(MATERIAL TO PROCESS Opens)

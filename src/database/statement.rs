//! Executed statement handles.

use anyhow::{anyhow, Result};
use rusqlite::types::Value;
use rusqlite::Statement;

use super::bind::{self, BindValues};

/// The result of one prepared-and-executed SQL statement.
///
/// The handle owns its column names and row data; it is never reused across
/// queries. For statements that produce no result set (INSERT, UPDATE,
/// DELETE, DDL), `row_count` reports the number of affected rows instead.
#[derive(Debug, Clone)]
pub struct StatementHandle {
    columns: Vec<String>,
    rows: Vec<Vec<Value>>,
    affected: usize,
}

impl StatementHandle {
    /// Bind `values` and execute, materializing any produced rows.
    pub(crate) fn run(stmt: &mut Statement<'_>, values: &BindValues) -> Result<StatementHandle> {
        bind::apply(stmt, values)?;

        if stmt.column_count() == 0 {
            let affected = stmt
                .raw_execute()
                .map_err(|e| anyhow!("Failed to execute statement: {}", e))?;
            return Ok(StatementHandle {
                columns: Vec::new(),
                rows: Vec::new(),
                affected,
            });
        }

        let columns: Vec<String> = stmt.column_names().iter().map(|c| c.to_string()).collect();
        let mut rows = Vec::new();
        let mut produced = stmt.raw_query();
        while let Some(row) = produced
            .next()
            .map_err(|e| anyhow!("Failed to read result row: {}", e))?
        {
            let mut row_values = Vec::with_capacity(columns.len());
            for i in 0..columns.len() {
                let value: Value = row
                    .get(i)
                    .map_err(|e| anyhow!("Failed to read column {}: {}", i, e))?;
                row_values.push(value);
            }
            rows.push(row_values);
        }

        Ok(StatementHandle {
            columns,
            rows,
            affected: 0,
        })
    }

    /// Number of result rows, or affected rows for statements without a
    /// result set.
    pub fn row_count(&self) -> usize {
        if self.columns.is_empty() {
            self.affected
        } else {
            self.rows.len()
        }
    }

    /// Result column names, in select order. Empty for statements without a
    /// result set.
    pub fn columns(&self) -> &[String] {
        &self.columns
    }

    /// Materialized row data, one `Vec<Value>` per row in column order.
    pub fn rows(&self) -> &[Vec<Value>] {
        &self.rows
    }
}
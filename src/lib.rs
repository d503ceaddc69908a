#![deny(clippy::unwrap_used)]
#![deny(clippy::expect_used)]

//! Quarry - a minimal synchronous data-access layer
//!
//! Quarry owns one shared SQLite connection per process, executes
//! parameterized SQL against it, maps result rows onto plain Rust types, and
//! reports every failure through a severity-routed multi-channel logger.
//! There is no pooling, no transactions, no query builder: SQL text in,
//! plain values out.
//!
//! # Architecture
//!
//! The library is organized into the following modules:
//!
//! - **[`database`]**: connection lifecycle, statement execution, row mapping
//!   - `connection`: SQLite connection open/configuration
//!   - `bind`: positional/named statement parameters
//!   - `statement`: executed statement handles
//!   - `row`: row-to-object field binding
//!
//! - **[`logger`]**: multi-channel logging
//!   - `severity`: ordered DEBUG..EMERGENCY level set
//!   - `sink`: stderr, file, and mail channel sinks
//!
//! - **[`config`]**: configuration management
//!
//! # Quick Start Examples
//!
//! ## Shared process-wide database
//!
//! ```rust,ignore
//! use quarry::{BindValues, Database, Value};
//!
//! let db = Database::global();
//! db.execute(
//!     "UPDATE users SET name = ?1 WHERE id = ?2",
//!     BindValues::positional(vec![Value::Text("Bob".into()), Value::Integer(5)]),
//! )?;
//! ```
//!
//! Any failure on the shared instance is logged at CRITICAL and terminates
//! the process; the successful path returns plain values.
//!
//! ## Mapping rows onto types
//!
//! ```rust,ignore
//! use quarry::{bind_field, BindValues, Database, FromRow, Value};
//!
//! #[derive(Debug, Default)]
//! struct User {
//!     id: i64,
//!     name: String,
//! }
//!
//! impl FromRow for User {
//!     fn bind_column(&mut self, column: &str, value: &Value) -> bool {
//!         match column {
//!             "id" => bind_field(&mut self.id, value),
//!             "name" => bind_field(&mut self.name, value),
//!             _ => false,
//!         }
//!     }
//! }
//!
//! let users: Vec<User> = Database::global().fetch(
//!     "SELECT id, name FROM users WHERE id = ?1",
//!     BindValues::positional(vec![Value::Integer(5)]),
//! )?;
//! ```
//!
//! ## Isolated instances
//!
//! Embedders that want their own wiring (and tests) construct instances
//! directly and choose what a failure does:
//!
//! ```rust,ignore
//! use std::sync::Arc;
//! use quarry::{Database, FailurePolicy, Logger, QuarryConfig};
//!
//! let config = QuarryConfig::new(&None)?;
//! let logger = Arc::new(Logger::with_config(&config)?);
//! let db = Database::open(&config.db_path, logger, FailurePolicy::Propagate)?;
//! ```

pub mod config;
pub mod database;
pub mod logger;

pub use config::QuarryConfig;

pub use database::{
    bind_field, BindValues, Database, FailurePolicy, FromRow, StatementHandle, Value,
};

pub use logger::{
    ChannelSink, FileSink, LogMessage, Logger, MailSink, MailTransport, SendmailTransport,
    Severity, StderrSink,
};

(MATERIAL TO PROCESS Closes)

Write the entries out once more, exactly as given.

- **TASK ANSWER**
filename src/database/statement.rs
//! Executed statement handles.

use anyhow::{anyhow, Result};
use rusqlite::types::Value;
use rusqlite::Statement;

use super::bind::{self, BindValues};

/// The result of one prepared-and-executed SQL statement.
///
/// The handle owns its column names and row data; it is never reused across
/// queries. For statements that produce no result set (INSERT, UPDATE,
/// DELETE, DDL), `row_count` reports the number of affected rows instead.
#[derive(Debug, Clone)]
pub struct StatementHandle {
    columns: Vec<String>,
    rows: Vec<Vec<Value>>,
    affected: usize,
}

impl StatementHandle {
    /// Bind `values` and execute, materializing any produced rows.
    pub(crate) fn run(stmt: &mut Statement<'_>, values: &BindValues) -> Result<StatementHandle> {
        bind::apply(stmt, values)?;

        if stmt.column_count() == 0 {
            let affected = stmt
                .raw_execute()
                .map_err(|e| anyhow!("Failed to execute statement: {}", e))?;
            return Ok(StatementHandle {
                columns: Vec::new(),
                rows: Vec::new(),
                affected,
            });
        }

        let columns: Vec<String> = stmt.column_names().iter().map(|c| c.to_string()).collect();
        let mut rows = Vec::new();
        let mut produced = stmt.raw_query();
        while let Some(row) = produced
            .next()
            .map_err(|e| anyhow!("Failed to read result row: {}", e))?
        {
            let mut row_values = Vec::with_capacity(columns.len());
            for i in 0..columns.len() {
                let value: Value = row
                    .get(i)
                    .map_err(|e| anyhow!("Failed to read column {}: {}", i, e))?;
                row_values.push(value);
            }
            rows.push(row_values);
        }

        Ok(StatementHandle {
            columns,
            rows,
            affected: 0,
        })
    }

    /// Number of result rows, or affected rows for statements without a
    /// result set.
    pub fn row_count(&self) -> usize {
        if self.columns.is_empty() {
            self.affected
        } else {
            self.rows.len()
        }
    }

    /// Result column names, in select order. Empty for statements without a
    /// result set.
    pub fn columns(&self) -> &[String] {
        &self.columns
    }

    /// Materialized row data, one `Vec<Value>` per row in column order.
    pub fn rows(&self) -> &[Vec<Value>] {
        &self.rows
    }
}
filename src/lib.rs
repository d503ceaddc69908a
#![deny(clippy::unwrap_used)]
#![deny(clippy::expect_used)]

//! Quarry - a minimal synchronous data-access layer
//!
//! Quarry owns one shared SQLite connection per process, executes
//! parameterized SQL against it, maps result rows onto plain Rust types, and
//! reports every failure through a severity-routed multi-channel logger.
//! There is no pooling, no transactions, no query builder: SQL text in,
//! plain values out.
//!
//! # Architecture
//!
//! The library is organized into the following modules:
//!
//! - **[`database`]**: connection lifecycle, statement execution, row mapping
//!   - `connection`: SQLite connection open/configuration
//!   - `bind`: positional/named statement parameters
//!   - `statement`: executed statement handles
//!   - `row`: row-to-object field binding
//!
//! - **[`logger`]**: multi-channel logging
//!   - `severity`: ordered DEBUG..EMERGENCY level set
//!   - `sink`: stderr, file, and mail channel sinks
//!
//! - **[`config`]**: configuration management
//!
//! # Quick Start Examples
//!
//! ## Shared process-wide database
//!
//! ```rust,ignore
//! use quarry::{BindValues, Database, Value};
//!
//! let db = Database::global();
//! db.execute(
//!     "UPDATE users SET name = ?1 WHERE id = ?2",
//!     BindValues::positional(vec![Value::Text("Bob".into()), Value::Integer(5)]),
//! )?;
//! ```
//!
//! Any failure on the shared instance is logged at CRITICAL and terminates
//! the process; the successful path returns plain values.
//!
//! ## Mapping rows onto types
//!
//! ```rust,ignore
//! use quarry::{bind_field, BindValues, Database, FromRow, Value};
//!
//! #[derive(Debug, Default)]
//! struct User {
//!     id: i64,
//!     name: String,
//! }
//!
//! impl FromRow for User {
//!     fn bind_column(&mut self, column: &str, value: &Value) -> bool {
//!         match column {
//!             "id" => bind_field(&mut self.id, value),
//!             "name" => bind_field(&mut self.name, value),
//!             _ => false,
//!         }
//!     }
//! }
//!
//! let users: Vec<User> = Database::global().fetch(
//!     "SELECT id, name FROM users WHERE id = ?1",
//!     BindValues::positional(vec![Value::Integer(5)]),
//! )?;
//! ```
//!
//! ## Isolated instances
//!
//! Embedders that want their own wiring (and tests) construct instances
//! directly and choose what a failure does:
//!
//! ```rust,ignore
//! use std::sync::Arc;
//! use quarry::{Database, FailurePolicy, Logger, QuarryConfig};
//!
//! let config = QuarryConfig::new(&None)?;
//! let logger = Arc::new(Logger::with_config(&config)?);
//! let db = Database::open(&config.db_path, logger, FailurePolicy::Propagate)?;
//! ```

pub mod config;
pub mod database;
pub mod logger;

pub use config::QuarryConfig;

pub use database::{
    bind_field, BindValues, Database, FailurePolicy, FromRow, StatementHandle, Value,
};

pub use logger::{
    ChannelSink, FileSink, LogMessage, Logger, MailSink, MailTransport, SendmailTransport,
    Severity, StderrSink,
};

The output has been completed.